### [WORK ORDER]
In the listing below, find the line holding "let envelope = Envelope::decode(&frame).map_err(|e|" and the line holding "async fn fail(&self, error: ClientError)". Write out those two lines and all lines between, exactly, and nothing more.

···

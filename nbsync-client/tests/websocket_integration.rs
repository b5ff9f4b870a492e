//! The client over a real WebSocket.
//!
//! The server side bridges every accepted socket to a loopback connection,
//! so the frames cross an actual TCP connection end to end.

use std::sync::Arc;

use futures_util::{SinkExt, StreamExt};
use nbsync_client::{
    ClientConfig, ClientError, LoopbackTransport, NotebookClient, Transport, TransportError,
    UpdateOutcome, WebSocketTransport,
};
use nbsync_core::Notebook;
use tokio::net::TcpListener;
use tokio::time::{timeout, Duration};
use tokio_tungstenite::tungstenite::Message;

const T: Duration = Duration::from_secs(5);

/// Find a free port for testing.
async fn free_port() -> u16 {
    let listener = TcpListener::bind("127.0.0.1:0").await.unwrap();
    listener.local_addr().unwrap().port()
}

/// Serve `stub` over WebSocket, return the URL.
async fn start_bridge(stub: LoopbackTransport) -> String {
    let listener = TcpListener::bind("127.0.0.1:0").await.unwrap();
    let port = listener.local_addr().unwrap().port();
    tokio::spawn(async move {
        while let Ok((stream, _)) = listener.accept().await {
            let stub = stub.clone();
            tokio::spawn(async move {
                let Ok(ws) = tokio_tungstenite::accept_async(stream).await else {
                    return;
                };
                let Ok(mut conn) = stub.connect("bridge").await else {
                    return;
                };
                let (mut ws_writer, mut ws_reader) = ws.split();
                let outgoing = conn.outgoing.clone();
                tokio::spawn(async move {
                    while let Some(Ok(msg)) = ws_reader.next().await {
                        if let Message::Binary(data) = msg {
                            if outgoing.send(data.into()).is_err() {
                                break;
                            }
                        }
                    }
                });
                while let Some(frame) = conn.incoming.recv().await {
                    if ws_writer.send(Message::Binary(frame.into())).await.is_err() {
                        break;
                    }
                }
            });
        }
    });
    format!("ws://127.0.0.1:{port}")
}

fn notebook() -> Notebook {
    let mut nb = Notebook::new("ws-nb");
    nb.insert_cell(0, "A", "1+1");
    nb
}

fn config() -> ClientConfig {
    ClientConfig {
        ping_interval: None,
        ..ClientConfig::default()
    }
}

#[tokio::test]
async fn test_update_over_websocket() {
    let stub = LoopbackTransport::new(notebook());
    let url = start_bridge(stub.clone()).await;
    let transport: Arc<dyn Transport> = Arc::new(WebSocketTransport::new());

    let client = timeout(T, NotebookClient::open(transport, &url, "ws-nb", config()))
        .await
        .expect("open timed out")
        .expect("open failed");
    assert_eq!(client.notebook().code("A"), Some("1+1"));

    let outcome = timeout(
        T,
        client.update_notebook(|nb| {
            if let Some(input) = nb.cell_inputs.get_mut("A") {
                input.code = "6*7".into();
            }
        }),
    )
    .await
    .unwrap()
    .unwrap();
    assert!(matches!(outcome, UpdateOutcome::Acknowledged(_)));
    assert_eq!(stub.notebook().await.code("A"), Some("6*7"));

    client.close().await;
}

#[tokio::test]
async fn test_remote_changes_over_websocket() {
    let stub = LoopbackTransport::new(notebook());
    let url = start_bridge(stub.clone()).await;
    let transport: Arc<dyn Transport> = Arc::new(WebSocketTransport::new());
    let client = timeout(T, NotebookClient::open(transport, &url, "ws-nb", config()))
        .await
        .unwrap()
        .unwrap();

    stub.update(|nb| {
        nb.add_cell("remote cell");
    })
    .await
    .unwrap();

    let mut rx = client.subscribe();
    let reached = matches!(
        timeout(T, rx.wait_for(|nb| nb.cell_order.len() == 2)).await,
        Ok(Ok(_))
    );
    assert!(reached, "remote cell never arrived");
}

#[tokio::test]
async fn test_refused_connection_is_a_transport_error() {
    let port = free_port().await;
    let transport: Arc<dyn Transport> = Arc::new(WebSocketTransport::new());
    let result = NotebookClient::open(
        transport,
        &format!("ws://127.0.0.1:{port}"),
        "ws-nb",
        config(),
    )
    .await;
    assert!(matches!(
        result,
        Err(ClientError::Transport(TransportError::Connect { .. }))
    ));
}
//! Client configuration.

use std::time::Duration;

/// What to do with an optimistically applied update the remote party refused.
///
/// The local snapshot already contains the refused edit when the refusal
/// arrives; leaving it in place would show a document the remote party does
/// not have.
#[derive(Debug, Clone, Copy, PartialEq, Eq, Default)]
pub enum RejectionPolicy {
    /// Apply the inverse of the refused patch to the current snapshot.
    /// Falls back to a resync if the inverse no longer applies.
    Rollback,
    /// Discard local state and fetch the canonical document.
    #[default]
    Resync,
}

/// Client configuration.
#[derive(Debug, Clone)]
pub struct ClientConfig {
    /// How long a socket may stay unusable before it counts as failed
    pub grace_period: Duration,
    /// Delay before the second reopen attempt after a failure
    pub reconnect_delay: Duration,
    /// Upper bound for the doubling reopen delay
    pub max_reconnect_delay: Duration,
    /// Bound on the connect handshake after every (re)open
    pub handshake_timeout: Duration,
    /// Keepalive interval while connected (None = no keepalive)
    pub ping_interval: Option<Duration>,
    pub rejection_policy: RejectionPolicy,
}

impl Default for ClientConfig {
    fn default() -> Self {
        Self {
            grace_period: Duration::from_millis(500),
            reconnect_delay: Duration::from_secs(1),
            max_reconnect_delay: Duration::from_secs(30),
            handshake_timeout: Duration::from_secs(10),
            ping_interval: Some(Duration::from_secs(28)),
            rejection_policy: RejectionPolicy::Resync,
        }
    }
}

impl ClientConfig {
    /// Delay before reopen attempt `attempt` (0 = first, immediate).
    pub fn reconnect_backoff(&self, attempt: u32) -> Duration {
        if attempt == 0 {
            return Duration::ZERO;
        }
        let factor = 1u32.checked_shl(attempt - 1).unwrap_or(u32::MAX);
        self.reconnect_delay
            .saturating_mul(factor)
            .min(self.max_reconnect_delay)
    }
}

#[cfg(test)]
mod tests {
    use super::*;

    #[test]
    fn test_config_default() {
        let config = ClientConfig::default();
        assert_eq!(config.grace_period, Duration::from_millis(500));
        assert_eq!(config.handshake_timeout, Duration::from_secs(10));
        assert_eq!(config.ping_interval, Some(Duration::from_secs(28)));
        assert_eq!(config.rejection_policy, RejectionPolicy::Resync);
    }

    #[test]
    fn test_reconnect_backoff_doubles_and_caps() {
        let config = ClientConfig {
            reconnect_delay: Duration::from_millis(100),
            max_reconnect_delay: Duration::from_millis(500),
            ..ClientConfig::default()
        };
        assert_eq!(config.reconnect_backoff(0), Duration::ZERO);
        assert_eq!(config.reconnect_backoff(1), Duration::from_millis(100));
        assert_eq!(config.reconnect_backoff(2), Duration::from_millis(200));
        assert_eq!(config.reconnect_backoff(3), Duration::from_millis(400));
        assert_eq!(config.reconnect_backoff(4), Duration::from_millis(500));
        assert_eq!(config.reconnect_backoff(60), Duration::from_millis(500));
    }
}
//! Reconnection supervisor.
//!
//! Drives one session for its whole life:
//!
//! ```text
//!            open + handshake
//! RECONNECTING ─────────────► CONNECTED
//!      ▲                          │ channel failed
//!      │ reopen (backoff)         ▼
//!      └──────────────────── DISCONNECTED
//!
//! reopened ─► handshake ─► on_reconnect() ─┬─ true  ─► CONNECTED
//!                                          └─ false ─► OUT_OF_SYNC (terminal)
//! ```
//!
//! Only one reopen attempt is in flight at a time. Frames keep flowing while
//! the handshake and the acceptance predicate run, so both may use requests.
//! A corrupt frame ends the session at any point.

use std::future::Future;
use std::sync::Arc;

use nbsync_core::Value;
use tokio::sync::oneshot;

use crate::channel::{Channel, ChannelEvent};
use crate::correlator::Routed;
use crate::error::{ClientError, TransportError};
use crate::protocol::{Envelope, MessageType};
use crate::session::{ConnectionStatus, Session, SessionHandler};
use crate::transport::Transport;

enum Recovery {
    Resumed(Channel),
    Rejected,
    Fatal(ClientError),
}

pub(crate) struct Supervisor {
    session: Session,
    transport: Arc<dyn Transport>,
    address: String,
    handler: Arc<dyn SessionHandler>,
}

impl Supervisor {
    pub(crate) fn new(
        session: Session,
        transport: Arc<dyn Transport>,
        address: String,
        handler: Arc<dyn SessionHandler>,
    ) -> Self {
        Self {
            session,
            transport,
            address,
            handler,
        }
    }

    pub(crate) async fn run(
        self,
        mut channel: Channel,
        ready: oneshot::Sender<Result<(), ClientError>>,
    ) {
        self.session.install(channel.sender()).await;
        if let Err(e) = self.handshake(&mut channel, false).await {
            log::error!("Handshake with {} failed: {e}", self.address);
            self.session.uninstall().await;
            let _ = ready.send(Err(e));
            return;
        }
        self.connected();
        let _ = ready.send(Ok(()));

        loop {
            if let Err(e) = self.pump(&mut channel).await {
                self.fail(e).await;
                return;
            }

            log::warn!("Connection to {} lost", self.address);
            self.session.uninstall().await;
            self.session.set_status(ConnectionStatus::Disconnected);
            self.handler.on_connection_status(false, false);

            channel = match self.recover().await {
                Recovery::Resumed(channel) => channel,
                Recovery::Rejected => {
                    self.reject().await;
                    return;
                }
                Recovery::Fatal(e) => {
                    self.fail(e).await;
                    return;
                }
            };
            self.connected();
        }
    }

    fn connected(&self) {
        log::info!("Session {} connected to {}", self.session.client_id(), self.address);
        self.session.set_status(ConnectionStatus::Connected);
        self.handler.on_connection_status(true, false);
    }

    async fn recover(&self) -> Recovery {
        let config = self.session.config().clone();
        let mut attempt = 0u32;
        loop {
            let delay = config.reconnect_backoff(attempt);
            attempt = attempt.saturating_add(1);
            if !delay.is_zero() {
                log::info!("Reopening {} in {delay:?}", self.address);
                tokio::time::sleep(delay).await;
            }
            self.session.set_status(ConnectionStatus::Reconnecting);

            let mut channel =
                match Channel::open(self.transport.as_ref(), &self.address, config.grace_period).await {
                    Ok(channel) => channel,
                    Err(e) => {
                        log::warn!("Reopen attempt {attempt} failed: {e}");
                        continue;
                    }
                };
            self.session.install(channel.sender()).await;

            match self.handshake(&mut channel, true).await {
                Ok(true) => return Recovery::Resumed(channel),
                Ok(false) => return Recovery::Rejected,
                Err(e) if e.is_fatal() => return Recovery::Fatal(e),
                Err(e) => {
                    log::warn!("Resuming session failed on attempt {attempt}: {e}");
                    self.session.uninstall().await;
                }
            }
        }
    }

    /// `Connect` round trip, then the acceptance predicate when resuming.
    async fn handshake(&self, channel: &mut Channel, resumed: bool) -> Result<bool, ClientError> {
        let reply = self
            .session
            .request(MessageType::Connect, Value::map(), None)
            .await?;
        let limit = self.session.config().handshake_timeout;
        let envelope = tokio::time::timeout(limit, self.pump_until(channel, reply))
            .await
            .map_err(|_| ClientError::HandshakeTimeout(limit))??;
        self.session.set_connect_info(envelope.body).await;

        if !resumed {
            return Ok(true);
        }
        let accepted = self
            .pump_until(channel, async {
                Ok(self.handler.on_reconnect(&self.session).await)
            })
            .await?;
        if accepted {
            log::info!("Resumed session {} accepted", self.session.client_id());
        }
        Ok(accepted)
    }

    /// Deliver inbound frames until `fut` completes.
    async fn pump_until<F, T>(&self, channel: &mut Channel, fut: F) -> Result<T, ClientError>
    where
        F: Future<Output = Result<T, ClientError>>,
    {
        tokio::pin!(fut);
        loop {
            tokio::select! {
                biased;
                result = &mut fut => return result,
                event = channel.next_event() => match event {
                    ChannelEvent::Frame(frame) => self.dispatch(frame).await?,
                    ChannelEvent::Failed => {
                        return Err(TransportError::Io("connection lost during handshake".into()).into())
                    }
                },
            }
        }
    }

    /// Deliver inbound frames until the channel fails.
    async fn pump(&self, channel: &mut Channel) -> Result<(), ClientError> {
        loop {
            match channel.next_event().await {
                ChannelEvent::Frame(frame) => self.dispatch(frame).await?,
                ChannelEvent::Failed => return Ok(()),
            }
        }
    }

    async fn dispatch(&self, frame: Vec<u8>) -> Result<(), ClientError> {
        let envelope = Envelope::decode(&frame).map_err(|e| {
            log::error!("Corrupt frame of {} bytes: {e}", frame.len());
            ClientError::from(e)
        })?;
        log::debug!(
            "Received {:?} from {} (request {:?})",
            envelope.msg_type,
            envelope.client_id,
            envelope.request_id
        );
        if let Routed::Unrequested { envelope, by_me } =
            self.session.correlator().route(envelope).await
        {
            self.handler
                .on_unrequested_update(&self.session, envelope, by_me)
                .await;
        }
        Ok(())
    }

    async fn reject(&self) {
        log::error!(
            "Resumed session {} was rejected, refresh required",
            self.session.client_id()
        );
        self.session.set_status(ConnectionStatus::OutOfSync);
        self.handler.on_connection_status(false, true);
        let cause = ClientError::ReconnectRejected;
        self.handler.on_fatal_error(&cause);
        self.session.close_with(&cause).await;
    }

    async fn fail(&self, error: ClientError) {
        log::error!("Session {} failed: {error}", self.session.client_id());
        self.session.set_status(ConnectionStatus::Failed);
        self.handler.on_connection_status(false, true);
        self.handler.on_fatal_error(&error);
        self.session.close_with(&error).await;
    }
}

···

### [SOLUTION TO THE EXERCISE]
        let envelope = Envelope::decode(&frame).map_err(|e| {
            log::error!("Corrupt frame of {} bytes: {e}", frame.len());
            ClientError::from(e)
        })?;
        log::debug!(
            "Received {:?} from {} (request {:?})",
            envelope.msg_type,
            envelope.client_id,
            envelope.request_id
        );
        if let Routed::Unrequested { envelope, by_me } =
            self.session.correlator().route(envelope).await
        {
            self.handler
                .on_unrequested_update(&self.session, envelope, by_me)
                .await;
        }
        Ok(())
    }

    async fn reject(&self) {
        log::error!(
            "Resumed session {} was rejected, refresh required",
            self.session.client_id()
        );
        self.session.set_status(ConnectionStatus::OutOfSync);
        self.handler.on_connection_status(false, true);
        let cause = ClientError::ReconnectRejected;
        self.handler.on_fatal_error(&cause);
        self.session.close_with(&cause).await;
    }

    async fn fail(&self, error: ClientError) {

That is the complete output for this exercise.